While speaking with David Menconi of Chapel Hill’s News Observer ahead of his show at UNC-Chapel Hill’s Memorial Hall Saturday night, when asked if he listens to much modern country, Merle Haggard said:

“I’ve gotta be honest, I don’t really listen to the radio at all anymore. Once in a while, I’ll scan it and I don’t understand what they’re doing. I can’t find the entertainment in it. I know these guys, occasionally play shows with them and they’re all good people. But I wonder if that record they’re making is something they can actually do. Too much boogie boogie wham-bam and not enough substance. It’s all the same musicians, too, probably eight to ten musicians play on every record you hear. For a musician hearing things that way, you can tell when a certain guitarist is playing. I know more about the musicians than the artists, actually.”
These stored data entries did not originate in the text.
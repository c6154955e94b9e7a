//! Portable tree-ensemble classifier stored as JSON.
//!
//! Each tree uses scikit-learn's parallel-array layout: node `i` is a leaf
//! when `children_left[i] == -1`; otherwise samples with
//! `x[feature[i]] <= threshold[i]` go left. `value[i]` holds the per-class
//! weights of the node.

use crate::feature_extractor::{FeatureRecord, FEATURE_COUNT, FEATURE_NAMES};
use crate::models::classifier::Classifier;
use anyhow::{bail, ensure, Context, Result};
use serde::Deserialize;
use std::path::Path;
use tracing::info;

const LEAF: i64 = -1;

/// A single fitted decision tree
#[derive(Debug, Clone, Deserialize)]
pub struct DecisionTree {
    pub children_left: Vec<i64>,
    pub children_right: Vec<i64>,
    pub feature: Vec<i64>,
    pub threshold: Vec<f64>,
    pub value: Vec<[f64; 2]>,
}

impl DecisionTree {
    fn validate(&self, index: usize) -> Result<()> {
        let nodes = self.children_left.len();
        ensure!(nodes > 0, "tree {} has no nodes", index);
        ensure!(
            self.children_right.len() == nodes
                && self.feature.len() == nodes
                && self.threshold.len() == nodes
                && self.value.len() == nodes,
            "tree {} has mismatched array lengths",
            index
        );

        for node in 0..nodes {
            let left = self.children_left[node];
            let right = self.children_right[node];
            if left == LEAF {
                ensure!(
                    right == LEAF,
                    "tree {} node {} has only one child",
                    index,
                    node
                );
                let weights = self.value[node];
                ensure!(
                    weights.iter().all(|w| w.is_finite() && *w >= 0.0)
                        && weights.iter().sum::<f64>() > 0.0,
                    "tree {} leaf {} has invalid class weights",
                    index,
                    node
                );
                continue;
            }

            // Children always come after their parent, so traversal terminates
            for child in [left, right] {
                ensure!(
                    child > node as i64 && (child as usize) < nodes,
                    "tree {} node {} points at invalid child {}",
                    index,
                    node,
                    child
                );
            }
            let feature = self.feature[node];
            ensure!(
                (0..FEATURE_COUNT as i64).contains(&feature),
                "tree {} node {} splits on unknown feature {}",
                index,
                node,
                feature
            );
            ensure!(
                self.threshold[node].is_finite(),
                "tree {} node {} has a non-finite threshold",
                index,
                node
            );
        }
        Ok(())
    }

    /// Normalized class distribution of the leaf reached by `values`
    fn leaf_distribution(&self, values: &[f32; FEATURE_COUNT]) -> [f64; 2] {
        let mut node = 0usize;
        while self.children_left[node] != LEAF {
            let x = values[self.feature[node] as usize] as f64;
            node = if x <= self.threshold[node] {
                self.children_left[node] as usize
            } else {
                self.children_right[node] as usize
            };
        }

        let [w0, w1] = self.value[node];
        let total = w0 + w1;
        [w0 / total, w1 / total]
    }
}

/// Random-forest style ensemble: probabilities are the mean of the trees'
/// leaf distributions, the label is the most probable class.
#[derive(Debug, Clone, Deserialize)]
pub struct ForestClassifier {
    #[serde(skip)]
    name: String,
    pub feature_names: Vec<String>,
    pub trees: Vec<DecisionTree>,
}

impl ForestClassifier {
    /// Load and validate a JSON ensemble from disk.
    pub fn load(path: &Path) -> Result<Self> {
        info!(path = %path.display(), "Loading JSON tree ensemble");

        let content = std::fs::read_to_string(path)
            .with_context(|| format!("Failed to read {}", path.display()))?;
        let mut forest = Self::from_json(&content)?;
        forest.name = path
            .file_name()
            .map(|n| n.to_string_lossy().into_owned())
            .unwrap_or_else(|| "forest".to_string());

        info!(
            model = %forest.name,
            trees = forest.trees.len(),
            "Model loaded successfully"
        );
        Ok(forest)
    }

    /// Parse and validate an ensemble from a JSON string.
    pub fn from_json(content: &str) -> Result<Self> {
        let mut forest: ForestClassifier =
            serde_json::from_str(content).context("Invalid tree ensemble JSON")?;
        forest.name = "forest".to_string();
        forest.validate()?;
        Ok(forest)
    }

    fn validate(&self) -> Result<()> {
        if self.feature_names != FEATURE_NAMES {
            bail!(
                "Feature columns {:?} do not match expected {:?}",
                self.feature_names,
                FEATURE_NAMES
            );
        }
        ensure!(!self.trees.is_empty(), "Ensemble contains no trees");
        for (index, tree) in self.trees.iter().enumerate() {
            tree.validate(index)?;
        }
        Ok(())
    }

    fn class_probabilities(&self, record: &FeatureRecord) -> [f64; 2] {
        let mut sum = [0.0, 0.0];
        for tree in &self.trees {
            let [p0, p1] = tree.leaf_distribution(record.values());
            sum[0] += p0;
            sum[1] += p1;
        }
        let n = self.trees.len() as f64;
        [sum[0] / n, sum[1] / n]
    }
}

impl Classifier for ForestClassifier {
    fn name(&self) -> &str {
        &self.name
    }

    fn predict(&self, record: &FeatureRecord) -> Result<bool> {
        let [p0, p1] = self.class_probabilities(record);
        // Ties go to the negative class, like an argmax over [p0, p1]
        Ok(p1 > p0)
    }

    fn supports_probability(&self) -> bool {
        true
    }

    fn predict_proba(&self, record: &FeatureRecord) -> Result<[f64; 2]> {
        Ok(self.class_probabilities(record))
    }

    fn predict_with_proba(&self, record: &FeatureRecord) -> Result<(bool, [f64; 2])> {
        let probs = self.class_probabilities(record);
        Ok((probs[1] > probs[0], probs))
    }
}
It’s all the same eight to ten songwriters too, and this is one of the many reasons most modern-day radio country sounds the same. Merle’s observation that I wonder if that record they’re making is something they can actually do” is similar to Tom Petty’s recent observations about modern music and the infiltration of electronic elements when he said, “You put your name on it, but you didn’t do that.

Though Merle says the “lack of radio play for the new stuff makes it difficult,” he is still working on new music, and has multiple projects planned.

“We’ve got four different album projects that are all almost finished, and we’ll bring them out in continuity … You know, if they put on a new song of mine, they’ve gotta take off ‘Mama Tried.’ So I’m kind of fighting myself on new releases.”

Merle has also been rumored to be a part of a “Three Musketeers” project with Kris Kristofferson and Willie Nelson.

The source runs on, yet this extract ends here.